Methods: A single-blind, randomized, non-inferiority trial was conducted at two academic medical centers within the same health system. Hospitalized adult patients scheduled for colonoscopy were randomized to receive standard volume (polyethylene glycol and electrolytes, GoLYTELY) or low volume bowel preparation (polyethylene glycol and ascorbic acid, MoviPrep). The primary outcome was adequate bowel preparation defined as a Boston Bowel Preparation Scale ≥6 with all segments scoring ≥2. Scoring was performed by a central blinded assessor. Secondary outcomes included patient tolerability, hospital length of stay, time to colonoscopy, and cecal intubation rate.
Results: 353 patients were randomized to MoviPrep (n=178) or GoLYTELY (n=175). Medical comorbidities included chronic kidney disease (n=72) and congestive heart failure (n=76).

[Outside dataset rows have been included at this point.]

use std::io::{ErrorKind, Read, Write};

use bytes::{Buf, BytesMut};

use crate::error::Result;
use crate::traits::ByteTransport;

const READ_CHUNK_SIZE: usize = 256;

/// Byte transport over any `Read + Write` stream.
///
/// Intended for host-side use with a serial device, pipe or socket. Reads are
/// buffered in chunks; a stream that would block, times out or reaches EOF
/// simply yields no byte for this poll. Any other read error is recorded and
/// stops further reads; check [`read_failure`](Self::read_failure) to tell a
/// dead link from a quiet one.
pub struct StreamTransport<T> {
    inner: T,
    buf: BytesMut,
    eof: bool,
    failed: Option<ErrorKind>,
}

impl<T: Read + Write> StreamTransport<T> {
    /// Wrap a stream.
    pub fn new(inner: T) -> Self {
        Self {
            inner,
            buf: BytesMut::with_capacity(READ_CHUNK_SIZE),
            eof: false,
            failed: None,
        }
    }

    /// Whether the stream has reported end of file.
    pub fn is_eof(&self) -> bool {
        self.eof
    }

    /// Kind of the read error that stopped this transport, if any.
    pub fn read_failure(&self) -> Option<ErrorKind> {
        self.failed
    }

    /// Borrow the underlying stream.
    pub fn get_ref(&self) -> &T {
        &self.inner
    }

    /// Mutably borrow the underlying stream.
    pub fn get_mut(&mut self) -> &mut T {
        &mut self.inner
    }

    /// Consume the transport and return the inner stream.
    pub fn into_inner(self) -> T {
        self.inner
    }

    fn fill(&mut self) {
        if self.failed.is_some() {
            return;
        }
        let mut chunk = [0u8; READ_CHUNK_SIZE];
        loop {
            match self.inner.read(&mut chunk) {
                Ok(0) => {
                    if !self.eof {
                        tracing::debug!("stream reached end of file");
                    }
                    self.eof = true;
                    return;
                }
                Ok(n) => {
                    self.buf.extend_from_slice(&chunk[..n]);
                    return;
                }
                Err(err) if err.kind() == ErrorKind::Interrupted => continue,
                Err(err) if matches!(err.kind(), ErrorKind::WouldBlock | ErrorKind::TimedOut) => {
                    return;
                }
                Err(err) => {
                    tracing::warn!(error = %err, "stream read failed, link stopped");
                    self.failed = Some(err.kind());
                    return;
                }
            }
        }
    }
}

impl<T: Read + Write> ByteTransport for StreamTransport<T> {
    fn read_byte(&mut self) -> Option<u8> {
        if self.buf.is_empty() {
            self.fill();
        }
        if self.buf.is_empty() {
            return None;
        }
        Some(self.buf.get_u8())
    }

    fn write(&mut self, bytes: &[u8]) -> Result<()> {
        self.inner.write_all(bytes)?;
        self.inner.flush()?;
        Ok(())
    }
}

impl<T> std::fmt::Debug for StreamTransport<T> {
    fn fmt(&self, f: &mut std::fmt::Formatter<'_>) -> std::fmt::Result {
        f.debug_struct("StreamTransport")
            .field("buffered", &self.buf.len())
            .field("eof", &self.eof)
            .field("failed", &self.failed)
            .finish()
    }
}
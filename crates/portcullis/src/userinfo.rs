//! UserInfo endpoint client.

use serde::Serialize;
use serde_json::{Map, Value};

use crate::error::{Error, Result};
use crate::transport::HttpClient;

/// Claims returned by the userinfo endpoint, passed through unmodified.
#[derive(Debug, Clone, PartialEq, Serialize)]
#[serde(transparent)]
pub struct UserInfo(Map<String, Value>);

impl UserInfo {
    pub fn claims(&self) -> &Map<String, Value> {
        &self.0
    }

    pub fn get(&self, name: &str) -> Option<&Value> {
        self.0.get(name)
    }

    /// The `sub` claim, which OpenID Connect requires in every response.
    pub fn subject(&self) -> Option<&str> {
        self.0.get("sub").and_then(Value::as_str)
    }

    pub fn into_claims(self) -> Map<String, Value> {
        self.0
    }
}

/// GET `endpoint` with `access_token` as bearer credential.
pub(crate) async fn fetch(
    http: &HttpClient,
    endpoint: Option<&str>,
    access_token: &str,
) -> Result<UserInfo> {
    let endpoint = endpoint.ok_or_else(|| Error::UserInfoRequestFailed {
        status: None,
        reason: "issuer does not advertise a userinfo endpoint".into(),
    })?;

    http.get_json::<Map<String, Value>>(endpoint, Some(access_token))
        .await
        .map(UserInfo)
        .map_err(|e| Error::UserInfoRequestFailed {
            status: e.status(),
            reason: e.to_string(),
        })
}

#[cfg(test)]
mod tests {
    use super::*;
    use crate::config::EngineConfig;
    use portcullis_test::{TestIssuer, TestKey};
    use serde_json::json;

    fn run<F: std::future::Future>(future: F) -> F::Output {
        tokio::runtime::Builder::new_current_thread()
            .enable_all()
            .build()
            .unwrap()
            .block_on(future)
    }

    fn http() -> HttpClient {
        HttpClient::new(&EngineConfig::default(), false).unwrap()
    }

    #[test]
    fn returns_payload_unmodified() {
        let issuer = TestIssuer::start(vec![TestKey::rsa_k1()]);
        issuer.set_userinfo(
            "good-token",
            json!({ "sub": "u1", "email": "u1@example.com", "groups": ["a"] }),
        );

        let info = run(fetch(&http(), Some(&issuer.userinfo_endpoint()), "good-token")).unwrap();
        assert_eq!(info.subject(), Some("u1"));
        assert_eq!(info.get("groups"), Some(&json!(["a"])));
        assert_eq!(info.claims().len(), 3);
    }

    #[test]
    fn rejected_token_reports_status() {
        let issuer = TestIssuer::start(vec![TestKey::rsa_k1()]);
        issuer.set_userinfo("good-token", json!({ "sub": "u1" }));

        let err = run(fetch(&http(), Some(&issuer.userinfo_endpoint()), "bad-token")).unwrap_err();
        assert!(matches!(err, Error::UserInfoRequestFailed { .. }));
        assert_eq!(err.status(), Some(401));
    }

    #[test]
    fn missing_endpoint_has_no_status() {
        let err = run(fetch(&http(), None, "token")).unwrap_err();
        assert!(matches!(err, Error::UserInfoRequestFailed { status: None, .. }));
    }

    #[test]
    fn transport_failure_has_no_status() {
        let endpoint = format!("{}/userinfo", portcullis_test::unreachable_issuer());
        let err = run(fetch(&http(), Some(&endpoint), "token")).unwrap_err();
        assert!(matches!(err, Error::UserInfoRequestFailed { status: None, .. }));
    }

    #[test]
    fn responses_are_never_cached() {
        let issuer = TestIssuer::start(vec![TestKey::rsa_k1()]);
        issuer.set_userinfo("t", json!({ "sub": "u1" }));

        let client = http();
        let endpoint = issuer.userinfo_endpoint();
        run(fetch(&client, Some(&endpoint), "t")).unwrap();
        run(fetch(&client, Some(&endpoint), "t")).unwrap();
        assert_eq!(issuer.userinfo_requests(), 2);
    }
}
//! Engine configuration.

use std::path::Path;
use std::time::Duration;

use serde::Deserialize;

use crate::discovery;
use crate::error::{Error, Result};

/// Upper bound for request and connect timeouts (one day).
const MAX_TIMEOUT_SECONDS: f64 = 86_400.0;

/// Upper bound for the periodic refresh interval (one week).
const MAX_REFRESH_SECONDS: u64 = 7 * 86_400;

/// Tunables for an [`Engine`](crate::Engine).
///
/// Every field has a default, so an empty TOML document is a valid config.
#[derive(Debug, Clone, PartialEq, Deserialize)]
#[serde(default, deny_unknown_fields)]
pub struct EngineConfig {
    /// Discovery document URL override. Defaults to
    /// `{issuer}/.well-known/openid-configuration`.
    pub discovery_endpoint: Option<String>,

    /// Expected audience (`aud` claim). Unchecked when unset.
    pub audience: Option<String>,

    /// Clock skew tolerance in seconds for `exp`/`nbf`.
    pub leeway_seconds: u64,

    /// Discovery attempts before readiness fails.
    pub discovery_max_attempts: u32,

    /// First retry delay in milliseconds; doubles per attempt.
    pub retry_initial_backoff_ms: u64,

    /// Upper bound for the retry delay in milliseconds.
    pub retry_max_backoff_ms: u64,

    /// Interval of the background metadata/JWKS refresh in seconds.
    pub jwks_refresh_seconds: u64,

    /// Minimum spacing between refreshes triggered by unknown key ids.
    pub key_refresh_cooldown_seconds: u64,

    /// Per-request timeout in seconds.
    pub request_timeout_seconds: f64,

    /// TCP connect timeout in seconds.
    pub connect_timeout_seconds: f64,

    /// Allow plaintext `http` endpoints on non-loopback hosts.
    pub allow_plaintext: bool,

    /// Worker threads of the engine runtime.
    pub worker_threads: usize,
}

impl Default for EngineConfig {
    fn default() -> Self {
        Self {
            discovery_endpoint: None,
            audience: None,
            leeway_seconds: 0,
            discovery_max_attempts: 5,
            retry_initial_backoff_ms: 1000,
            retry_max_backoff_ms: 30_000,
            jwks_refresh_seconds: 300,
            key_refresh_cooldown_seconds: 30,
            request_timeout_seconds: 30.0,
            connect_timeout_seconds: 10.0,
            allow_plaintext: false,
            worker_threads: 2,
        }
    }
}

impl EngineConfig {
    /// Create a config with default values.
    pub fn new() -> Self {
        Self::default()
    }

    /// Parse a TOML document.
    pub fn from_toml_str(s: &str) -> Result<Self> {
        let config: Self = toml::from_str(s).map_err(|e| Error::InvalidConfig(e.to_string()))?;
        config.validate()?;
        Ok(config)
    }

    /// Load a TOML config file.
    pub fn load(path: &Path) -> Result<Self> {
        let content = std::fs::read_to_string(path)
            .map_err(|e| Error::InvalidConfig(format!("{}: {}", path.display(), e)))?;
        Self::from_toml_str(&content)
    }

    /// Reject values the engine cannot run with.
    pub fn validate(&self) -> Result<()> {
        if self.discovery_max_attempts == 0 {
            return Err(Error::InvalidConfig(
                "discovery_max_attempts must be at least 1".into(),
            ));
        }
        if self.worker_threads == 0 {
            return Err(Error::InvalidConfig(
                "worker_threads must be at least 1".into(),
            ));
        }
        if self.jwks_refresh_seconds == 0 || self.jwks_refresh_seconds > MAX_REFRESH_SECONDS {
            return Err(Error::InvalidConfig(format!(
                "jwks_refresh_seconds must be between 1 and {}",
                MAX_REFRESH_SECONDS
            )));
        }
        if self.retry_max_backoff_ms > MAX_TIMEOUT_SECONDS as u64 * 1000 {
            return Err(Error::InvalidConfig(format!(
                "retry_max_backoff_ms must be at most {}",
                MAX_TIMEOUT_SECONDS as u64 * 1000
            )));
        }
        for (name, value) in [
            ("request_timeout_seconds", self.request_timeout_seconds),
            ("connect_timeout_seconds", self.connect_timeout_seconds),
        ] {
            if !value.is_finite() || value <= 0.0 || value > MAX_TIMEOUT_SECONDS {
                return Err(Error::InvalidConfig(format!(
                    "{} must be positive and at most {}",
                    name, MAX_TIMEOUT_SECONDS
                )));
            }
        }
        Ok(())
    }

    pub fn with_discovery_endpoint(mut self, endpoint: impl Into<String>) -> Self {
        self.discovery_endpoint = Some(endpoint.into());
        self
    }

    pub fn with_audience(mut self, audience: impl Into<String>) -> Self {
        self.audience = Some(audience.into());
        self
    }

    pub fn with_leeway(mut self, leeway: Duration) -> Self {
        self.leeway_seconds = leeway.as_secs();
        self
    }

    pub fn with_discovery_max_attempts(mut self, attempts: u32) -> Self {
        self.discovery_max_attempts = attempts;
        self
    }

    /// Set the initial and maximum retry delay.
    pub fn with_retry_backoff(mut self, initial: Duration, max: Duration) -> Self {
        self.retry_initial_backoff_ms = initial.as_millis() as u64;
        self.retry_max_backoff_ms = max.as_millis() as u64;
        self
    }

    pub fn with_jwks_refresh_interval(mut self, interval: Duration) -> Self {
        self.jwks_refresh_seconds = interval.as_secs();
        self
    }

    pub fn with_key_refresh_cooldown(mut self, cooldown: Duration) -> Self {
        self.key_refresh_cooldown_seconds = cooldown.as_secs();
        self
    }

    pub fn with_request_timeout(mut self, timeout: Duration) -> Self {
        self.request_timeout_seconds = timeout.as_secs_f64();
        self
    }

    pub fn with_allow_plaintext(mut self, allow: bool) -> Self {
        self.allow_plaintext = allow;
        self
    }

    pub fn with_worker_threads(mut self, threads: usize) -> Self {
        self.worker_threads = threads;
        self
    }

    pub(crate) fn retry_initial_backoff(&self) -> Duration {
        Duration::from_millis(self.retry_initial_backoff_ms)
    }

    pub(crate) fn retry_max_backoff(&self) -> Duration {
        Duration::from_millis(self.retry_max_backoff_ms)
    }

    pub(crate) fn jwks_refresh_interval(&self) -> Duration {
        Duration::from_secs(self.jwks_refresh_seconds)
    }

    pub(crate) fn key_refresh_cooldown(&self) -> Duration {
        Duration::from_secs(self.key_refresh_cooldown_seconds)
    }

    pub(crate) fn request_timeout(&self) -> Duration {
        Duration::from_secs_f64(self.request_timeout_seconds)
    }

    pub(crate) fn connect_timeout(&self) -> Duration {
        Duration::from_secs_f64(self.connect_timeout_seconds)
    }
}

/// The issuer an engine was initialized for.
///
/// Immutable for the lifetime of one initialize/uninitialize cycle.
#[derive(Debug, Clone, PartialEq, Eq)]
pub struct IssuerConfig {
    issuer_url: String,
    discovery_endpoint: String,
    insecure_mode: bool,
}

impl IssuerConfig {
    /// Validate `issuer` and derive the discovery endpoint.
    pub fn new(issuer: &str, config: &EngineConfig, insecure_mode: bool) -> Result<Self> {
        discovery::validate_issuer_url(issuer, config.allow_plaintext)?;

        let discovery_endpoint = match &config.discovery_endpoint {
            Some(endpoint) => endpoint.clone(),
            None => discovery::discovery_endpoint(issuer),
        };

        Ok(Self {
            issuer_url: issuer.to_string(),
            discovery_endpoint,
            insecure_mode,
        })
    }

    pub fn issuer_url(&self) -> &str {
        &self.issuer_url
    }

    pub fn discovery_endpoint(&self) -> &str {
        &self.discovery_endpoint
    }

    pub fn insecure_mode(&self) -> bool {
        self.insecure_mode
    }
}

MoviPrep was non-inferior to GoLYTELY in rates of adequate bowel preparation (55.6% vs. 53.7%, p=0.01 for non-inferiority). More patients receiving MoviPrep found the bowel preparation to be “easy” or “acceptable” to tolerate compared to GoLYTELY patients (71.3% vs. 49.0%, p< 0.01). Hospital length of stay (10.1 vs. 10.3 days, p=0.86), time to colonoscopy (20.2 vs. 20.6 hours, p=0.81), and cecal intubation rate (94.9% vs 94.3%, p=0.78) were similar. No significant difference was detected with regards to hyponatremia (2.5% vs. 3.4%, p=0.54), hyperkalemia (0.6% vs. 0.0% p=1.00), or acute kidney injury (4.5% vs. 2.9%, p=0.57).
Discussion: Among inpatients requiring colonoscopy, MoviPrep was non-inferior to GoLYTELY in achieving adequate bowel preparation without increased risk of electrolyte disturbance or acute kidney injury. Patients also reported significantly higher tolerability of bowel preparation with MoviPrep. Our findings suggest that low-volume bowel preparations may be a reasonable alternative to standard volume bowel preparation among hospitalized patients requiring colonoscopy.
Table: Baseline Patient Characteristics
Disclosures:
Karen Xiao indicated no relevant financial relationships.
Fatima Khan indicated no relevant financial relationships.
Richard Link indicated no relevant financial relationships.
Armando Dominguez-Diaz indicated no relevant financial relationships.
Prince Ameyaw indicated no relevant financial relationships.
Valerie Assalone indicated no relevant financial relationships.
Mimoza Nasufi indicated no relevant financial relationships.
Michelle Hughes: Iterative Health – Consultant. PureVu – Consultant.
Caroline Loeser indicated no relevant financial relationships.
Kenneth Hung indicated no relevant financial relationships.